Work item: Can you pull out each line of the data below that includes the word "SupervisorHealth"?

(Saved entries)
BEGIN

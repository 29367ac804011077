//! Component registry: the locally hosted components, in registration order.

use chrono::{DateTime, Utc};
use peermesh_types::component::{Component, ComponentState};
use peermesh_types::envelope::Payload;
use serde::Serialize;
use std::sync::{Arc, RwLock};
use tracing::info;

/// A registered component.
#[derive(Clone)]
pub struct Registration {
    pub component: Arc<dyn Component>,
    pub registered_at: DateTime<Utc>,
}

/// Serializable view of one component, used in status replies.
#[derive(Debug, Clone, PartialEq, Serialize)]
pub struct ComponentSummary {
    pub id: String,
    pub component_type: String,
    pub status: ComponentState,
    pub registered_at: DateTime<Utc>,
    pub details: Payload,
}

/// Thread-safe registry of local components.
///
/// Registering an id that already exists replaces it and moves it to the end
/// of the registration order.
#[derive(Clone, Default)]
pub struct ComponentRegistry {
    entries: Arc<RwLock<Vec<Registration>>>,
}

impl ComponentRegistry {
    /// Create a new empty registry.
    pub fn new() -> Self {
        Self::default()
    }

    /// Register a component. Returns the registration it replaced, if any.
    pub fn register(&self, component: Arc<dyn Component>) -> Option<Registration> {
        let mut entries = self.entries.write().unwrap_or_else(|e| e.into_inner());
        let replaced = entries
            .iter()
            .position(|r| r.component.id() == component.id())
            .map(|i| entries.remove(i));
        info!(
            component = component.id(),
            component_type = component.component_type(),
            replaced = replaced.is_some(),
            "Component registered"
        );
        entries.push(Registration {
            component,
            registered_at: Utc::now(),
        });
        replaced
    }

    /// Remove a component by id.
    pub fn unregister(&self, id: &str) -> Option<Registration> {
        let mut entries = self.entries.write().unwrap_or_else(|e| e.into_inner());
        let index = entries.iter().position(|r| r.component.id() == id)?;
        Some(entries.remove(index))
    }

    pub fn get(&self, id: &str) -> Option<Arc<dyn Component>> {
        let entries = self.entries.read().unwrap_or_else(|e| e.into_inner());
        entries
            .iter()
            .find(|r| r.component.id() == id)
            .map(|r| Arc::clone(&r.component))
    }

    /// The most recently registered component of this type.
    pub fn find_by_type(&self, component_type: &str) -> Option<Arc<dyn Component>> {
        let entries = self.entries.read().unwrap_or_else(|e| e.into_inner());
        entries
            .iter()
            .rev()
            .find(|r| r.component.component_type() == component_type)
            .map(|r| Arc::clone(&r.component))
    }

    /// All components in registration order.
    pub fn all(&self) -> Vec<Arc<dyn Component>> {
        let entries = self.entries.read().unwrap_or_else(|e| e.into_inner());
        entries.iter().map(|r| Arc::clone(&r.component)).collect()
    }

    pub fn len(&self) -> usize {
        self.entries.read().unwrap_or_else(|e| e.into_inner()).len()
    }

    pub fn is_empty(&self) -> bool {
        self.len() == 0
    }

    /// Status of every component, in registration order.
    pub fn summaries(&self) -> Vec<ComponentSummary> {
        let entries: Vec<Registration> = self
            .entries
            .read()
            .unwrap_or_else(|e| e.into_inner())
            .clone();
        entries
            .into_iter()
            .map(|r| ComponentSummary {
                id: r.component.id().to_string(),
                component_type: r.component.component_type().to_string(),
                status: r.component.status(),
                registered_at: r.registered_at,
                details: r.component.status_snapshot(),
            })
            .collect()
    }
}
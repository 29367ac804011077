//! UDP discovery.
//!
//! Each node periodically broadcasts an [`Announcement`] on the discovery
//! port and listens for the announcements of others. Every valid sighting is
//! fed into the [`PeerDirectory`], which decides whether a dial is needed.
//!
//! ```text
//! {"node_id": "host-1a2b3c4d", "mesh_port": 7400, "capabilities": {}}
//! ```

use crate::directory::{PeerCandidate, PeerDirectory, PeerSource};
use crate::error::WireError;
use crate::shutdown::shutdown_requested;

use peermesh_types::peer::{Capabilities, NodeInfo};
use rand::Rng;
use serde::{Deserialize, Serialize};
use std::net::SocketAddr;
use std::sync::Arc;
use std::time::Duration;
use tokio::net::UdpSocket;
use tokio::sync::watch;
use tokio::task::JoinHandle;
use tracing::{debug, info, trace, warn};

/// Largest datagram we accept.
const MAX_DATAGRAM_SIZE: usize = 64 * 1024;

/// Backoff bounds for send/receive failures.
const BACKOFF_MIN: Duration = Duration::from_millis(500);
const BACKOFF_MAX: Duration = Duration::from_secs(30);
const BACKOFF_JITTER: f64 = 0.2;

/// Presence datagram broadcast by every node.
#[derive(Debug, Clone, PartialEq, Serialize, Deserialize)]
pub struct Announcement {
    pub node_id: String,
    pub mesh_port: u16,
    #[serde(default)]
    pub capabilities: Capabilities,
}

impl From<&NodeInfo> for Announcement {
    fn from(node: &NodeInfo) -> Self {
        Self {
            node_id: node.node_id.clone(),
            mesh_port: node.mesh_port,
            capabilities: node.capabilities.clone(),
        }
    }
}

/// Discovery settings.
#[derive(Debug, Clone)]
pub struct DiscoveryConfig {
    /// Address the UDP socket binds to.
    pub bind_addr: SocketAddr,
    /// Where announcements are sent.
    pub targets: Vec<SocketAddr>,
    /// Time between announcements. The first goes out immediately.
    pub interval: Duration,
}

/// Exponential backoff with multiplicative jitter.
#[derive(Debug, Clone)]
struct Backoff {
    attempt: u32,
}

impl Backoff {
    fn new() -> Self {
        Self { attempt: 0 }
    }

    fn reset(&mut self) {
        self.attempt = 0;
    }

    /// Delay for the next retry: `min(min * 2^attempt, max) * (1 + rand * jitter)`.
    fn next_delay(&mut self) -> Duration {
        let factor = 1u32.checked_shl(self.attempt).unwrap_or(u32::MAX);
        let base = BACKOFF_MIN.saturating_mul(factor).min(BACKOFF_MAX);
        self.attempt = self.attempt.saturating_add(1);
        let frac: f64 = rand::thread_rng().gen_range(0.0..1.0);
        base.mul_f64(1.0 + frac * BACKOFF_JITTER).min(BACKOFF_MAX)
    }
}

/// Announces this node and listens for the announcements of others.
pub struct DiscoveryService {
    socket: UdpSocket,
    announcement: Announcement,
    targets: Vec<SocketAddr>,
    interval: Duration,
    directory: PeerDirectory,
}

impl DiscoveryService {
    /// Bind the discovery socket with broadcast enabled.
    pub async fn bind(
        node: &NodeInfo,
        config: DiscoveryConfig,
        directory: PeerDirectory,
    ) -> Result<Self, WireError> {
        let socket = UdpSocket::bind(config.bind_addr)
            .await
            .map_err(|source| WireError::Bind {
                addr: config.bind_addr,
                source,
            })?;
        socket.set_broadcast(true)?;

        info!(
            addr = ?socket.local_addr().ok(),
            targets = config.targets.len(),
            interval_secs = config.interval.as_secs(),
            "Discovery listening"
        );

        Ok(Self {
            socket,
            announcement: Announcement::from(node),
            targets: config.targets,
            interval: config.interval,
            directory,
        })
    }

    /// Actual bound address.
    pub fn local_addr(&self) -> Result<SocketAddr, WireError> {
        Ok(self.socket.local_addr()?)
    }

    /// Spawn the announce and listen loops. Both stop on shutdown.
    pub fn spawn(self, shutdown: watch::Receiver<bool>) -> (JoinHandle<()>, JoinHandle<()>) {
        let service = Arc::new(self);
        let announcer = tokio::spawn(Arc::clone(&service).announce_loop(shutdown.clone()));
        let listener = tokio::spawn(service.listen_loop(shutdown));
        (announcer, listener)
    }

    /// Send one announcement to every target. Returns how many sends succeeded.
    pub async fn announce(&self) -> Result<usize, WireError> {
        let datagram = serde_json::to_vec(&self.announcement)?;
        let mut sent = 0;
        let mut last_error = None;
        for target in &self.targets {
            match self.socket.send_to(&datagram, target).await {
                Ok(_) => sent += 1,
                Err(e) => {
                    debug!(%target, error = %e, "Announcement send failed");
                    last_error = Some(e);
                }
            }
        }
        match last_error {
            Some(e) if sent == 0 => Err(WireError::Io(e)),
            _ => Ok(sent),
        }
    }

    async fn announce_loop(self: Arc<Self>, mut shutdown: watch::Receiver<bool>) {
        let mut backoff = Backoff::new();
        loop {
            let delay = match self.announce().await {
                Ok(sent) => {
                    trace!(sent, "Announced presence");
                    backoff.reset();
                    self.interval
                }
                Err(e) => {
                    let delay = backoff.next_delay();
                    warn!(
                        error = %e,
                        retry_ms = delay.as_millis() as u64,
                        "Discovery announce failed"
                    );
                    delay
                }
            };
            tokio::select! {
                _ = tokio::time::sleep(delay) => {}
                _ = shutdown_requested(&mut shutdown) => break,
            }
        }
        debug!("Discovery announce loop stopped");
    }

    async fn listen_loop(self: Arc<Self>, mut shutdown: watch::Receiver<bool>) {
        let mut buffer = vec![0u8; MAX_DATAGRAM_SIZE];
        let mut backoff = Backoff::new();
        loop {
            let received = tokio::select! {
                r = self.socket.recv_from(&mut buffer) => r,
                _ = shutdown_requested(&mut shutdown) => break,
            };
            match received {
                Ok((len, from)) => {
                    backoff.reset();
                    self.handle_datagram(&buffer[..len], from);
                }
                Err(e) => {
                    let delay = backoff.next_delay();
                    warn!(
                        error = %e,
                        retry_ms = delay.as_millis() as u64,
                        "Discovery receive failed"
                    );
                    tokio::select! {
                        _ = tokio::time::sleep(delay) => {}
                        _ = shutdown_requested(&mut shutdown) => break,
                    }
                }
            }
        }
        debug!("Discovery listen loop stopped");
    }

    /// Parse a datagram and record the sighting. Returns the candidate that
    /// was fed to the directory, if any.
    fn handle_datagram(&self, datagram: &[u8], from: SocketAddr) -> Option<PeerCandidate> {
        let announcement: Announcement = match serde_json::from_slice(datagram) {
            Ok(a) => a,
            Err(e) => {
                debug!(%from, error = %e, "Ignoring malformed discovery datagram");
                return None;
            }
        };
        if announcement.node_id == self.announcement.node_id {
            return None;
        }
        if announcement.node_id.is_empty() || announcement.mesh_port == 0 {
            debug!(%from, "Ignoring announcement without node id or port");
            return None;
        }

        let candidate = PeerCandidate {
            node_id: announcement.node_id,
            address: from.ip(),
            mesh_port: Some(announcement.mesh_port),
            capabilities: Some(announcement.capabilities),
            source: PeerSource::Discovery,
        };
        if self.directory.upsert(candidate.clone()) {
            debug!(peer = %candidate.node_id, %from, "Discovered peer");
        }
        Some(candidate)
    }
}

END
BEGIN

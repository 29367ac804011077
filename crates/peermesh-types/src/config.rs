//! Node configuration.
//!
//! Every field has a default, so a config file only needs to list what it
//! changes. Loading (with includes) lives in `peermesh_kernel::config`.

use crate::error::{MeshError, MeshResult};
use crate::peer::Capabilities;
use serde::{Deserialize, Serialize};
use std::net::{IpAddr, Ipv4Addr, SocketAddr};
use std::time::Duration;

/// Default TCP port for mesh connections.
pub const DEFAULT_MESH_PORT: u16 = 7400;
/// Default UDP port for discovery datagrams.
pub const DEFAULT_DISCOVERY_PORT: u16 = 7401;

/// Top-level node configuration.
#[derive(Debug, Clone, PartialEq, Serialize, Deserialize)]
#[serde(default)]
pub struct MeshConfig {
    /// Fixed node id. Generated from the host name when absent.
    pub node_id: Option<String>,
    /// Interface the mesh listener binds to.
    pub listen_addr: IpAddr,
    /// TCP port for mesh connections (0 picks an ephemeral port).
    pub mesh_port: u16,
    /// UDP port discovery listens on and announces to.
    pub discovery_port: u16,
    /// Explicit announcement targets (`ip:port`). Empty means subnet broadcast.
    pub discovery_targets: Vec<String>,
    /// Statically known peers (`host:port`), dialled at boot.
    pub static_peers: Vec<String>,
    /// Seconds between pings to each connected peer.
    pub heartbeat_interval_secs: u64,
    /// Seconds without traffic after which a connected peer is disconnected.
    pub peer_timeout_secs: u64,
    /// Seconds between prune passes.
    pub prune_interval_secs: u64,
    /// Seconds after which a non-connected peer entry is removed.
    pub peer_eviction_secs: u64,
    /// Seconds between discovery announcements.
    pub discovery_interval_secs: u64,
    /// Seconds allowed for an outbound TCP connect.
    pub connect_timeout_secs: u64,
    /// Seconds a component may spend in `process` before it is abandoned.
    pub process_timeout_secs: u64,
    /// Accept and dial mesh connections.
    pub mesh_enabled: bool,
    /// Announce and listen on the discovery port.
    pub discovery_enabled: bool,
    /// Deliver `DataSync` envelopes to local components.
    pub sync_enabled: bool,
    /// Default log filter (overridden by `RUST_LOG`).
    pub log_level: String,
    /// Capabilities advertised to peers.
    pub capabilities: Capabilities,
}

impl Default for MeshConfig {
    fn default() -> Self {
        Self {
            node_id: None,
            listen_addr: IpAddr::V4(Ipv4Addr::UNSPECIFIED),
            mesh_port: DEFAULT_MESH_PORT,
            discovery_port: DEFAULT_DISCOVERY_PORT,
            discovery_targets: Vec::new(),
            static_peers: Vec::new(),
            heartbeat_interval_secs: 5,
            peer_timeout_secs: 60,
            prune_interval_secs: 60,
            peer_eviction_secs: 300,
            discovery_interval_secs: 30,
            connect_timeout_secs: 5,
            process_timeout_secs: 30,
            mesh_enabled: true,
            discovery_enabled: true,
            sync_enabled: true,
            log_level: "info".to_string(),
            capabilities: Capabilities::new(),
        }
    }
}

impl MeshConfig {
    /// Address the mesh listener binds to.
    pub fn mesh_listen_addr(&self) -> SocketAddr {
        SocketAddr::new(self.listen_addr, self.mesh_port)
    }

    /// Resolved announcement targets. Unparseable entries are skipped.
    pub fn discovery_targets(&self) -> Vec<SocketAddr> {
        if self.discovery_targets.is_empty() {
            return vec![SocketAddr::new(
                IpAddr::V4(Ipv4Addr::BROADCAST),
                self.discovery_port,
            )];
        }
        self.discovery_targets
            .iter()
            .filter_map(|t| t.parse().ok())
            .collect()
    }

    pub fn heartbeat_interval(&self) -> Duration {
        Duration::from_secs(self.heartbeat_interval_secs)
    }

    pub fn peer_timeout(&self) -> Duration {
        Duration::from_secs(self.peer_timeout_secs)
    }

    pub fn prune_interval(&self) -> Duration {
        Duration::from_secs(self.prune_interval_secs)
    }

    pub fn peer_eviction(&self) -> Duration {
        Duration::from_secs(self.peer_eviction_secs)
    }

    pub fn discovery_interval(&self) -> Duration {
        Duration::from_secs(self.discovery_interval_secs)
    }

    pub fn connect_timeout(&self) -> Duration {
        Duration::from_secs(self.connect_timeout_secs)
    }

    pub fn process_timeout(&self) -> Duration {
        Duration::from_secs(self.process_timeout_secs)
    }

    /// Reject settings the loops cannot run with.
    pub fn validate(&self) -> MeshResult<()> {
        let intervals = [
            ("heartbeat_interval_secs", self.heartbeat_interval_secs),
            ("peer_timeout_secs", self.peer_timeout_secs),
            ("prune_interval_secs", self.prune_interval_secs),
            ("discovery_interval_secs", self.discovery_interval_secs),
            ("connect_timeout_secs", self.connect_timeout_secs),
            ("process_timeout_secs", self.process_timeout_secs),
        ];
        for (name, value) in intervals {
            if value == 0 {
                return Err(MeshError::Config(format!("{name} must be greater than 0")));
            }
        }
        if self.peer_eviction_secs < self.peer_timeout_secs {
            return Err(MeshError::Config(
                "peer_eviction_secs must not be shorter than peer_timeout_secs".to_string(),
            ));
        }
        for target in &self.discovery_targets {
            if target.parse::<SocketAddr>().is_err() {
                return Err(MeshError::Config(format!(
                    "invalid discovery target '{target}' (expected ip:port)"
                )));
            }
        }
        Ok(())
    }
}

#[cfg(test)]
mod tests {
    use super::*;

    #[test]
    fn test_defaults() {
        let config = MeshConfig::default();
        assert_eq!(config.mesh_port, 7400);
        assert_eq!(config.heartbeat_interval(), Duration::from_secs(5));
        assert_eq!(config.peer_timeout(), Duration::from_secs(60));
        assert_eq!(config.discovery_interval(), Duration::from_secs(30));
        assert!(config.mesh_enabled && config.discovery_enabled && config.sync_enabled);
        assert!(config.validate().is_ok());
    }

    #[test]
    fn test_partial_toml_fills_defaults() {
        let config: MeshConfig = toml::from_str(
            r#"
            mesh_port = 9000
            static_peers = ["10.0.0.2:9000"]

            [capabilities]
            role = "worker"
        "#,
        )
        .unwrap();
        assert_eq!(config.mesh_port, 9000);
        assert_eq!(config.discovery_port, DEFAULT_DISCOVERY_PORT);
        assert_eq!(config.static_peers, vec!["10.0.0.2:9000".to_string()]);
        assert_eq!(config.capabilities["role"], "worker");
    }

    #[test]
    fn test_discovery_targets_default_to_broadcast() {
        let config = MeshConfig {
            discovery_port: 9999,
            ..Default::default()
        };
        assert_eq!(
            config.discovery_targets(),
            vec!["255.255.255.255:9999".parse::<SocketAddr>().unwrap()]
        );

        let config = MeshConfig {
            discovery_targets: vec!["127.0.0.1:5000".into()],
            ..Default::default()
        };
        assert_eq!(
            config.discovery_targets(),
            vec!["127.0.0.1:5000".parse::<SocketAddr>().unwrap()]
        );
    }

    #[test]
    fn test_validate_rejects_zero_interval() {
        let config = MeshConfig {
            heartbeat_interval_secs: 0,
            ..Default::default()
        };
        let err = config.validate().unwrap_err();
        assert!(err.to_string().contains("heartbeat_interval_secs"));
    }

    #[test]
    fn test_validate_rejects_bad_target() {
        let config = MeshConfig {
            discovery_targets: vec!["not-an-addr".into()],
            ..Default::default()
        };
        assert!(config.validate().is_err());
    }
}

END
BEGIN

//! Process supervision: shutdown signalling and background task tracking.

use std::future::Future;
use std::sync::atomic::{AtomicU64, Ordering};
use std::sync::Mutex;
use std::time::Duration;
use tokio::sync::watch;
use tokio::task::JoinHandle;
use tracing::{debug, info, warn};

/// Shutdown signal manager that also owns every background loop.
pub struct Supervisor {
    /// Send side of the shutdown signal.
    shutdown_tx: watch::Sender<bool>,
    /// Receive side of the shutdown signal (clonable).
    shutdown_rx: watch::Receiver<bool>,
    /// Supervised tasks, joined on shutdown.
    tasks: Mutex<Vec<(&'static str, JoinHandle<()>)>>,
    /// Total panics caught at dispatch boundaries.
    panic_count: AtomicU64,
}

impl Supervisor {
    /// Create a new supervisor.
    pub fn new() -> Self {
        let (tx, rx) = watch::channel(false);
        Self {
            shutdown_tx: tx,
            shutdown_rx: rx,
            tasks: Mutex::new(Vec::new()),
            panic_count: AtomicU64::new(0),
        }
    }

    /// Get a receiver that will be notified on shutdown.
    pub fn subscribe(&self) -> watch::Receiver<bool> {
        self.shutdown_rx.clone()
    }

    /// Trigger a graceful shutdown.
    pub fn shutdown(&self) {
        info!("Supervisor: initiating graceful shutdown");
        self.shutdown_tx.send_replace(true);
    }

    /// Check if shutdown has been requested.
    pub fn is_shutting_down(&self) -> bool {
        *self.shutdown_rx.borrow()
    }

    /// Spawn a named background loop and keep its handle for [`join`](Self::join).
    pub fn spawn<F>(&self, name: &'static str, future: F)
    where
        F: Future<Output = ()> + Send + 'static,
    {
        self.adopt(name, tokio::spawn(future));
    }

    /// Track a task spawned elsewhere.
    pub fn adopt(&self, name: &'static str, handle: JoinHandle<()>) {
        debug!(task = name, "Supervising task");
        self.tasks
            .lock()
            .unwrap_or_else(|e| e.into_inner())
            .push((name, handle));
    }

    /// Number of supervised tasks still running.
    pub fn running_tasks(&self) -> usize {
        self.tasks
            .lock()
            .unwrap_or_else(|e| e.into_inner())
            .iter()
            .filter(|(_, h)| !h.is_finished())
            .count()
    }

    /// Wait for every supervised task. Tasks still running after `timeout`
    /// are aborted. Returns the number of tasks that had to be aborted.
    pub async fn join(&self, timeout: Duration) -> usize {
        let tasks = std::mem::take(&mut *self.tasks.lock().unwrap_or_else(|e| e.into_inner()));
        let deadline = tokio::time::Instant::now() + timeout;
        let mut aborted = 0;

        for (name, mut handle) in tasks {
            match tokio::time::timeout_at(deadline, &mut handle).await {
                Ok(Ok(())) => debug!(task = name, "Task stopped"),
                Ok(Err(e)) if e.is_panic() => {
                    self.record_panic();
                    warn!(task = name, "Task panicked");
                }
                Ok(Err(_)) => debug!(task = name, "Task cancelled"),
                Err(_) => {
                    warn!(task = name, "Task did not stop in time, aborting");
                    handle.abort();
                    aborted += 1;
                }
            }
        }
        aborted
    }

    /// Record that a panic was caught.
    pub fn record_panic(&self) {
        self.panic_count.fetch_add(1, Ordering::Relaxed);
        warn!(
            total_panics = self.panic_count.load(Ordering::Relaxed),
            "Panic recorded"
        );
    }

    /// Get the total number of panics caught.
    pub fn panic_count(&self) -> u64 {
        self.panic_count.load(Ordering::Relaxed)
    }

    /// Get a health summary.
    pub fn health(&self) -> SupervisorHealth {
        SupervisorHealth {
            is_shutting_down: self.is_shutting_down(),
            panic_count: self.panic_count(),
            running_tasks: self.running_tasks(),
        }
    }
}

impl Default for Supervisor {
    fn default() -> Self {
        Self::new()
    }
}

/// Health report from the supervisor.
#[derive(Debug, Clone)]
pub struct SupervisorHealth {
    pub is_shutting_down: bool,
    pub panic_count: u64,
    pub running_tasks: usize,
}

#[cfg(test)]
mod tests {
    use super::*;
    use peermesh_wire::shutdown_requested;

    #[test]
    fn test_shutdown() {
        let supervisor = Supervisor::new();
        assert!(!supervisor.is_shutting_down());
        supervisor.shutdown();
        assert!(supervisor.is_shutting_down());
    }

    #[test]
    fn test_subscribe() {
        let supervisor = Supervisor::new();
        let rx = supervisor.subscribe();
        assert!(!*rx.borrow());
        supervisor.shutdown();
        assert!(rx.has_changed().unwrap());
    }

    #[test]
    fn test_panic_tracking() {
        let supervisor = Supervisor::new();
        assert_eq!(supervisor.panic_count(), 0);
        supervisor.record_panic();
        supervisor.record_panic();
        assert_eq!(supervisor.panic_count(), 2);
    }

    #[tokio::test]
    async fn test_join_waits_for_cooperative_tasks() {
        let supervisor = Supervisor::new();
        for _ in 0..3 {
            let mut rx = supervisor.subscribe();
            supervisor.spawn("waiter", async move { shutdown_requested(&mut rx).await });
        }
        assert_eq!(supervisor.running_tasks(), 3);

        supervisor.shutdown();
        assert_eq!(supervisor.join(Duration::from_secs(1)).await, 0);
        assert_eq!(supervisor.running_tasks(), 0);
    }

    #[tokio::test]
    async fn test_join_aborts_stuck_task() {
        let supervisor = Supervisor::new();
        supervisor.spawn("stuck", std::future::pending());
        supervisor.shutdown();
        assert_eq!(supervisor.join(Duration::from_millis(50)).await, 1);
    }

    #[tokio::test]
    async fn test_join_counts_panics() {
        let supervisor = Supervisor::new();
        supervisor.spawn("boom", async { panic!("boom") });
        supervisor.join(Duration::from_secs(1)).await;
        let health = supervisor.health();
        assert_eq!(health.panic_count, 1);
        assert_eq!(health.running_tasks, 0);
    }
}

END

Solution for this task:
    pub fn health(&self) -> SupervisorHealth {
        SupervisorHealth {
pub struct SupervisorHealth {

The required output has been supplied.